I would expect 90%-95% if I was paying.

glaurung · 04/09/2012 10:05

I thought you didn't like selective education systems seeker? You won't get anywhere near 90-95% A*/A without a pretty tough selection exam at some point (most likely 11 or 13) however much you pay.

seeker · 04/09/2012 10:15

I don't. But that's what I would expect if I was paying.

iseenodust · 04/09/2012 10:46

Slightly off topic but does anyone know where I can find the A-A GCSE results for a state secondary? They only seem to report A-C as do tables in the newspapers. thanks.

seeker · 04/09/2012 11:03

Try here

Or the school website- it's often there somewhere.

iseenodust · 04/09/2012 11:51

Thanks Seeker.
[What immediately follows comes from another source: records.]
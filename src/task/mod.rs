//! Tasks: suspendable computations and their handles.
//!
//! A [`Task<T>`] is the move-only public handle to one suspendable
//! computation. Create one in the CREATED state with [`task`], or create
//! and launch in one step with [`launch`] / [`launch_after`]. Awaiting a
//! handle yields `Result<T, JoinError>`; a CREATED task awaited inside
//! another task is launched on the awaiter's dispatcher first.
//!
//! Dropping a live, non-detached handle cancels the task. [`Task::detach`]
//! turns the task fire-and-forget: the completion job reclaims everything
//! and the handle becomes inert.

use crate::context;
use crate::dispatch::Dispatcher;
use std::any::Any;
use std::fmt;
use std::future::Future;
use std::pin::Pin;
use std::sync::{Arc, Weak};
use std::task::{Context, Poll};
use std::time::Duration;

mod error;
pub use self::error::{JoinError, PanicPayload};

pub(crate) mod harness;
pub(crate) use self::harness::RawTask;

pub mod id;
pub use self::id::{id, try_id, TaskId};

pub(crate) mod state;
pub use self::state::CoroutineStatus;
pub(crate) use self::state::{CoroutineState, StateFlags};

mod waker;

/// Create a task in the CREATED state, not yet bound to any dispatcher.
///
/// Launch it explicitly with [`Task::launch_on`], or await it from inside
/// another task to launch it on the awaiter's dispatcher.
pub fn task<F>(future: F) -> Task<F::Output>
where
    F: Future + Send + 'static,
    F::Output: Send + 'static,
{
    Task {
        state: CoroutineState::new(Box::pin(future)),
    }
}

/// Create a task and launch it on `dispatcher` immediately.
pub fn launch<D, F>(dispatcher: &Arc<D>, future: F) -> Task<F::Output>
where
    D: Dispatcher,
    F: Future + Send + 'static,
    F::Output: Send + 'static,
{
    launch_after(dispatcher, Duration::ZERO, future)
}

/// Create a task and launch it on `dispatcher` with its first resume
/// delayed by `delay`.
pub fn launch_after<D, F>(dispatcher: &Arc<D>, delay: Duration, future: F) -> Task<F::Output>
where
    D: Dispatcher,
    F: Future + Send + 'static,
    F::Output: Send + 'static,
{
    let task = task(future);
    task.launch_on_after(dispatcher, delay)
        .expect("a freshly created task cannot already be launched");
    task
}

/// A move-only handle to a suspendable computation.
///
/// The handle owns one strong reference to the task's shared state; jobs
/// scheduled on the task's behalf hold further strong references, so the
/// state outlives pending jobs even after the handle is gone.
pub struct Task<T: Send + 'static> {
    pub(crate) state: Arc<CoroutineState<T>>,
}

impl<T: Send + 'static> Task<T> {
    /// Launch on `dispatcher`, scheduling the first resume immediately.
    pub fn launch_on<D: Dispatcher>(&self, dispatcher: &Arc<D>) -> Result<(), JoinError> {
        self.launch_on_after(dispatcher, Duration::ZERO)
    }

    /// Launch on `dispatcher` with the first resume delayed by `delay`.
    ///
    /// Fails with [`JoinError::AlreadyLaunched`] if the task has left the
    /// CREATED state.
    pub fn launch_on_after<D: Dispatcher>(
        &self,
        dispatcher: &Arc<D>,
        delay: Duration,
    ) -> Result<(), JoinError> {
        self.launch_dyn(dispatcher.clone(), delay)
    }

    pub(crate) fn launch_dyn(
        &self,
        dispatcher: Arc<dyn Dispatcher>,
        delay: Duration,
    ) -> Result<(), JoinError> {
        {
            let mut inner = self.state.inner.lock();
            if self.state.status() != CoroutineStatus::Created {
                return Err(JoinError::AlreadyLaunched);
            }
            inner.dispatcher = Some(Arc::downgrade(&dispatcher));
            self.state.set_status(CoroutineStatus::Started);
            self.state.set_scheduled();
        }
        harness::schedule_resume(self.state.clone() as Arc<dyn RawTask>, delay);
        Ok(())
    }

    /// The id shared by every job scheduled on this task's behalf.
    pub fn id(&self) -> TaskId {
        self.state.key()
    }

    pub fn status(&self) -> CoroutineStatus {
        self.state.status()
    }

    /// True once the frame has run to completion and was not cancelled.
    ///
    /// May lead [`Task::status`] briefly: the FINISHED transition happens
    /// in the completion job.
    pub fn is_finished(&self) -> bool {
        self.state.is_frame_done() && self.state.status() != CoroutineStatus::Canceled
    }

    /// Whether this handle can still produce a result or control the task.
    pub fn is_live(&self) -> bool {
        let consumed_or_detached = self
            .state
            .inner
            .lock()
            .flags
            .intersects(StateFlags::DETACHED | StateFlags::CONSUMED);
        !consumed_or_detached && self.state.status() != CoroutineStatus::Canceled
    }

    /// Cancel the task.
    ///
    /// Removes every pending job with this task's id from its dispatcher,
    /// moves a non-terminal status to CANCELED, and destroys the frame. A
    /// job already executing is not interrupted; it observes CANCELED and
    /// short-circuits. Idempotent; a no-op on a FINISHED task's status.
    pub fn cancel(&self) {
        let (frame, dispatcher) = {
            let mut inner = self.state.inner.lock();
            if !self.state.status().is_terminal() {
                self.state.set_status(CoroutineStatus::Canceled);
            }
            inner.awaiter = None;
            (
                inner.frame.take(),
                inner.dispatcher.as_ref().and_then(Weak::upgrade),
            )
        };
        drop(frame);
        if let Some(dispatcher) = dispatcher {
            dispatcher.cancel_jobs(self.state.key());
        }
    }

    /// Transfer ownership of the frame to the completion path, making the
    /// task fire-and-forget.
    ///
    /// After detaching, dropping the handle no longer cancels and awaiting
    /// it fails with [`JoinError::Detached`]. A no-op before launch. If the
    /// task already finished, residual jobs are reclaimed immediately.
    pub fn detach(&self) {
        let cleanup = {
            let mut inner = self.state.inner.lock();
            if inner.dispatcher.is_none() {
                return;
            }
            inner.flags.insert(StateFlags::DETACHED);
            inner.awaiter = None;
            if self.state.status() == CoroutineStatus::Finished {
                inner.dispatcher.as_ref().and_then(Weak::upgrade)
            } else {
                None
            }
        };
        if let Some(dispatcher) = cleanup {
            dispatcher.cancel_jobs(self.state.key());
        }
    }

    /// Consume the latched panic payload, if the frame panicked. Yields
    /// the payload at most once.
    pub fn take_panic(&self) -> Option<Box<dyn Any + Send + 'static>> {
        self.state.inner.lock().panic.take()
    }

    /// Try to resolve the task immediately, without blocking.
    ///
    /// Polls the task once. A finished task yields its result; an
    /// unfinished one is detached — it keeps running in the background —
    /// and [`JoinError::Cancelled`] is returned. Useful in synchronous
    /// contexts where awaiting is not possible.
    pub fn try_result(self) -> Result<T, JoinError> {
        let mut this = self;
        let mut cx = Context::from_waker(futures::task::noop_waker_ref());
        match Pin::new(&mut this).poll(&mut cx) {
            Poll::Ready(result) => result,
            Poll::Pending => {
                this.detach();
                Err(JoinError::Cancelled)
            }
        }
    }
}

impl<T: Send + 'static> Future for Task<T> {
    type Output = Result<T, JoinError>;

    fn poll(self: Pin<&mut Self>, cx: &mut Context<'_>) -> Poll<Self::Output> {
        let state = &self.get_mut().state;
        let mut inner = state.inner.lock();

        if inner.flags.contains(StateFlags::CONSUMED) {
            return Poll::Ready(Err(JoinError::AlreadyJoined));
        }
        if inner.flags.contains(StateFlags::DETACHED) {
            return Poll::Ready(Err(JoinError::Detached));
        }

        match state.status() {
            CoroutineStatus::Canceled => Poll::Ready(Err(JoinError::Cancelled)),
            CoroutineStatus::Created => {
                // The await transform: launch on the awaiter's dispatcher.
                let Some(dispatcher) = context::current_dispatcher() else {
                    return Poll::Ready(Err(JoinError::NoDispatcher));
                };
                inner.dispatcher = Some(Arc::downgrade(&dispatcher));
                state.set_status(CoroutineStatus::Started);
                state.set_scheduled();
                inner.awaiter = Some(cx.waker().clone());
                drop(inner);
                harness::schedule_resume(state.clone() as Arc<dyn RawTask>, Duration::ZERO);
                Poll::Pending
            }
            CoroutineStatus::Finished => {
                inner.flags.insert(StateFlags::CONSUMED);
                let result = if let Some(payload) = inner.panic.take() {
                    Err(JoinError::panicked(payload))
                } else if let Some(value) = inner.value.take() {
                    Ok(value)
                } else {
                    // Value stolen through `take_panic`-style paths.
                    Err(JoinError::AlreadyJoined)
                };
                let dispatcher = inner.dispatcher.as_ref().and_then(Weak::upgrade);
                drop(inner);
                // Release: the completion job may still sit in the queue.
                if let Some(dispatcher) = dispatcher {
                    dispatcher.cancel_jobs(state.key());
                }
                Poll::Ready(result)
            }
            CoroutineStatus::Started => {
                inner.awaiter = Some(cx.waker().clone());
                Poll::Pending
            }
        }
    }
}

impl<T: Send + 'static> Drop for Task<T> {
    fn drop(&mut self) {
        let inert = self
            .state
            .inner
            .lock()
            .flags
            .intersects(StateFlags::DETACHED | StateFlags::CONSUMED);
        if !inert {
            self.cancel();
        }
    }
}

impl<T: Send + 'static> fmt::Debug for Task<T> {
    fn fmt(&self, fmt: &mut fmt::Formatter<'_>) -> fmt::Result {
        fmt.debug_struct("Task")
            .field("id", &self.id())
            .field("status", &self.status())
            .finish()
    }
}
The school website definitely isn't giving that info at the moment. From your link I think I've just learnt that as an Academy the DfE doesn't have that info either? Life could just be getting harder for the information seeking parent.

BeingFluffy · 04/09/2012 12:15

Tiffin Girls' got about 90% A & A and Henrietta Barnett about 92% this year. Both about 60% A. That is about the highest possible I think - with teenagers not robots.

Breakdowns should be found on the LEA website (though a year behind) if not on the school website. We have a local academy but it is co-sponsored by our borough. I have no idea if academies are made to provide this information.

noblegiraffe · 04/09/2012 12:23

If it converted to an academy in the last academic year it won't have any results yet. If you want to see the results for the school before it became an academy then there should either be a link at the top of the page for the academy, or you could look under the school's name before it converted.

As far as I know academies still have to provide this info, the ones I've looked at do.

Copthallresident · 04/09/2012 12:23

So Seeker based on this years GCSE results published by the ISC you would be only prepared to pay for 8 schools in the country, all but one in West London and the Southern and Western Home Counties! Mind if you could contenance 89% A/A* then you could add in 3 more, 1 of those isn't in the Home Counties. And they are all superselective and mostly single sex......

iseenodust · 04/09/2012 12:26

OK thanks nobleg

binnsandblotwell · 04/09/2012 14:57

Yes, Being Fluffy, I too thought 90%/60% would be about as high as you'd get, but I've just had a look at Westminster's website (not that I have DCs there). Apparently they achieved over 85% A grades this year with 97% of grades either A or A.

diabolo · 04/09/2012 16:22

The non-selective rural school DS is going to achieved 45% A/A and 100% 5 x GCSE's at A-C.

The "in the top 30" uber-selective we decided against was 89% for A/A but honestly it felt like a prison camp on visiting. For me, paying for DS's education means him enjoying everything a school has to offer, not just those A/A's.

I know he will still achieve 4 or 5 A*/A's and any more than that will be fantastic, but he will also play sport, act, sing and hopefully have a huge amount of fun as well.